Mas o retrato mais alarmante do atual cenário é o tamanho da equipe responsável por combater o problema: são 700 funcionários, diz Rainilton de Andrade, superintendente de Recuperação de Energia. E, para 2017, a meta é aumentar esse contingente em cerca de 30%. Isso porque, diz ele, há o furto visível e o que usa tecnologia, com a instalação de chips dentro do medidor operado por controle remoto.
 
— Há os “eletro traficantes”, que desenvolvem tecnologias para roubar a energia. Por isso, estamos atuando em várias frentes, fazendo parcerias com faculdades, por exemplo. Nossa equipe é especializada em identificar o furto de energia. Estamos investindo, cada vez mais, na qualificação técnica e fazendo ações conjuntas com a polícia. Antes, o nosso foco era no combate. Hoje, a atuação é mais ampla, envolvendo a comunicação e o jurídico — disse Andrade.
 
RISCO DE FALTAR ATÉ GALINHA
 
O varejo é um dos setores mais afetados, apontam consultores. De acordo com o presidente da Associação de Supermercados do Estado do Rio de Janeiro (Asserj), Fábio Queiroz, as empresas vêm adotando medidas para aumentara segurança. Com a alta dos furtos, diz ele, corre-se o risco de desabastecimento de alguns produtos como galinhas, carnes, entre outros, porque os fornecedores não querem mais fazer as entregas. O problema afeta tanto o transporte de carne congelada quanto o de animais para abate. O executivo lembrou que, de 2013 a 2016, o número de cargas roubadas dos supermercados no Estado do Rio triplicou, passando de pouco mais de 3.000 para 9.870 roubos.
 
— Com o aumento do roubo de cargas, muitas empresas seguradoras já se recusam afazeres se tipo de seguro quando é para o Estado do Rio. Isso impacta em até 35% o preço de alguns produtos.
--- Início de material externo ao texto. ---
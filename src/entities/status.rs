use sea_orm::entity::prelude::*;
use serde::{Deserialize, Serialize};
use strum::{Display, EnumString};
use utoipa::ToSchema;

/// Lifecycle status shared by orders and their line items.
#[derive(
    Debug,
    Clone,
    Copy,
    PartialEq,
    Eq,
    Hash,
    PartialOrd,
    Ord,
    Serialize,
    Deserialize,
    EnumIter,
    DeriveActiveEnum,
    Display,
    EnumString,
    ToSchema,
)]
#[sea_orm(rs_type = "String", db_type = "String(StringLen::N(20))")]
#[serde(rename_all = "snake_case")]
#[strum(serialize_all = "snake_case")]
pub enum FulfillmentStatus {
    #[sea_orm(string_value = "pending")]
    Pending,
    #[sea_orm(string_value = "confirmed")]
    Confirmed,
    #[sea_orm(string_value = "processing")]
    Processing,
    #[sea_orm(string_value = "shipped")]
    Shipped,
    #[sea_orm(string_value = "delivered")]
    Delivered,
    #[sea_orm(string_value = "cancelled")]
    Cancelled,
    #[sea_orm(string_value = "refunded")]
    Refunded,
}

#[derive(
    Debug,
    Clone,
    Copy,
    PartialEq,
    Eq,
    Hash,
    Serialize,
    Deserialize,
    EnumIter,
    DeriveActiveEnum,
    Display,
    EnumString,
    ToSchema,
)]
#[sea_orm(rs_type = "String", db_type = "String(StringLen::N(20))")]
#[serde(rename_all = "snake_case")]
#[strum(serialize_all = "snake_case")]
pub enum PaymentStatus {
    #[sea_orm(string_value = "pending")]
    Pending,
    #[sea_orm(string_value = "paid")]
    Paid,
    #[sea_orm(string_value = "failed")]
    Failed,
    #[sea_orm(string_value = "refunded")]
    Refunded,
}
//! Request correlation and HTTP tracing.

use axum::http::Request;
use std::{cell::RefCell, fmt, future::Future};
use tower_http::{
    classify::{SharedClassifier, StatusInRangeAsFailures},
    trace::{
        DefaultOnBodyChunk, DefaultOnEos, DefaultOnFailure, DefaultOnRequest, DefaultOnResponse,
        MakeSpan, TraceLayer,
    },
};
use uuid::Uuid;

/// Request ID tracking information
#[derive(Clone, Debug, PartialEq, Eq)]
pub struct RequestId(pub String);

impl Default for RequestId {
    fn default() -> Self {
        RequestId(Uuid::new_v4().to_string())
    }
}

impl RequestId {
    pub fn new(value: impl Into<String>) -> Self {
        RequestId(value.into())
    }

    pub fn as_str(&self) -> &str {
        &self.0
    }
}

impl fmt::Display for RequestId {
    fn fmt(&self, f: &mut fmt::Formatter<'_>) -> fmt::Result {
        write!(f, "{}", self.0)
    }
}

tokio::task_local! {
    static CURRENT_REQUEST_ID: RefCell<Option<RequestId>>;
}

/// Runs `future` with `request_id` visible to [`current_request_id`].
pub async fn scope_request_id<Fut, R>(request_id: RequestId, future: Fut) -> R
where
    Fut: Future<Output = R>,
{
    CURRENT_REQUEST_ID
        .scope(RefCell::new(Some(request_id)), future)
        .await
}

pub fn current_request_id() -> Option<RequestId> {
    CURRENT_REQUEST_ID
        .try_with(|cell| cell.borrow().clone())
        .ok()
        .flatten()
}

#[derive(Clone, Default)]
pub struct RequestSpanMaker;

impl<B> MakeSpan<B> for RequestSpanMaker {
    fn make_span(&mut self, request: &Request<B>) -> tracing::Span {
        let request_id = request
            .extensions()
            .get::<RequestId>()
            .cloned()
            .or_else(|| {
                request
                    .headers()
                    .get("x-request-id")
                    .and_then(|v| v.to_str().ok())
                    .map(RequestId::new)
            })
            .unwrap_or_default();

        tracing::info_span!(
            "http.request",
            request_id = %request_id.as_str(),
            method = %request.method(),
            uri = %request.uri(),
        )
    }
}

/// Trace layer for the HTTP stack; only 5xx responses count as failures.
pub fn configure_http_tracing() -> TraceLayer<
    SharedClassifier<StatusInRangeAsFailures>,
    RequestSpanMaker,
    DefaultOnRequest,
    DefaultOnResponse,
    DefaultOnBodyChunk,
    DefaultOnEos,
    DefaultOnFailure,
> {
    let classifier = SharedClassifier::new(StatusInRangeAsFailures::new(500..=599));
    TraceLayer::new(classifier)
        .make_span_with(RequestSpanMaker)
        .on_request(DefaultOnRequest::default())
        .on_response(DefaultOnResponse::default())
        .on_body_chunk(DefaultOnBodyChunk::default())
        .on_eos(DefaultOnEos::default())
        .on_failure(DefaultOnFailure::default())
}
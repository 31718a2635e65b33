use axum::{
    extract::{Path, State},
    Json,
};
use uuid::Uuid;

use crate::auth::AuthUser;
use crate::handlers::AppState;
use crate::services::payment_split::EscrowRelease;
use crate::{ApiResponse, ApiResult};

/// Release a settled escrow payment to its vendors
#[utoipa::path(
    put,
    path = "/api/v1/payments/{id}/release-escrow",
    params(("id" = Uuid, Path, description = "Payment ID")),
    responses(
        (status = 200, description = "Escrow released", body = ApiResponse<EscrowRelease>),
        (status = 403, description = "Platform capability required", body = crate::errors::ErrorResponse),
        (status = 404, description = "Payment not found", body = crate::errors::ErrorResponse),
        (status = 409, description = "Payment unpaid, not escrowed or already released", body = crate::errors::ErrorResponse)
    ),
    security(("bearer_auth" = [])),
    tag = "Payments"
)]
pub async fn release_escrow(
    State(state): State<AppState>,
    user: AuthUser,
    Path(payment_id): Path<Uuid>,
) -> ApiResult<EscrowRelease> {
    let release = state
        .services
        .payments
        .release_escrow(user.platform()?, payment_id)
        .await?;
    Ok(Json(ApiResponse::success(release)))
}
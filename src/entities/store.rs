use chrono::{DateTime, Utc};
use sea_orm::entity::prelude::*;
use serde::{Deserialize, Serialize};
use uuid::Uuid;

/// A vendor storefront. Owns products and receives payouts through its settlement subaccount.
#[derive(Clone, Debug, PartialEq, Eq, DeriveEntityModel, Serialize, Deserialize)]
#[sea_orm(table_name = "stores")]
pub struct Model {
    #[sea_orm(primary_key, auto_increment = false)]
    pub id: Uuid,
    pub owner_id: Uuid,
    pub name: String,
    /// Settlement identifier registered with the payment gateway
    #[sea_orm(nullable)]
    pub subaccount_code: Option<String>,
    pub created_at: DateTime<Utc>,
    pub updated_at: DateTime<Utc>,
}

#[derive(Copy, Clone, Debug, EnumIter, DeriveRelation)]
pub enum Relation {
    #[sea_orm(has_many = "super::product::Entity")]
    Products,
    #[sea_orm(has_many = "super::order_item::Entity")]
    OrderItems,
}

impl Related<super::product::Entity> for Entity {
    fn to() -> RelationDef {
        Relation::Products.def()
    }
}

impl Related<super::order_item::Entity> for Entity {
    fn to() -> RelationDef {
        Relation::OrderItems.def()
    }
}

impl ActiveModelBehavior for ActiveModel {}
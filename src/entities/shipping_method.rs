use chrono::{DateTime, Utc};
use sea_orm::entity::prelude::*;
use serde::{Deserialize, Serialize};
use uuid::Uuid;

#[derive(Clone, Debug, PartialEq, Eq, DeriveEntityModel, Serialize, Deserialize)]
#[sea_orm(table_name = "shipping_methods")]
pub struct Model {
    #[sea_orm(primary_key, auto_increment = false)]
    pub id: Uuid,
    pub name: String,
    /// Flat price in minor currency units
    pub price: i64,
    pub is_active: bool,
    pub created_at: DateTime<Utc>,
}

#[derive(Copy, Clone, Debug, EnumIter, DeriveRelation)]
pub enum Relation {}

impl ActiveModelBehavior for ActiveModel {}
O risco de desabastecimento é grande. Em condições iguais, os fornecedores preferem entregar em outros destinos do que no Estado do Rio — afirmou Queiroz.
 
Mas não são apenas os supermercados. Varejistas como DeMillus, Decathlon e World Tennis decidiram recorrer a empresas terceirizadas como a EasyPostp para entregar seus produtos, sobretudo em áreas consideradas de risco. Criada em 2014, a EasyPost investiu na criação de terminais automatizados em áreas próximas a favelas. Pelo sistema, o cliente, ao comprar o produto pela internet, pode escolher o local para retirar o item.
 
— Investimos R$ 18 milhões para ter 300 terminais. Já temos 21 em operação. Estamos fechando parceria com o BRT, para ampliar os locais de entrega. A meta é chegar a 3 mil terminais até 2020, sempre em locais onde há segurança, como dentro de supermercados e shoppings. O objetivo é otimizar o processo de entrega — destacou João Mendes, diretor de Produtos e um dos fundadores da EasyPost.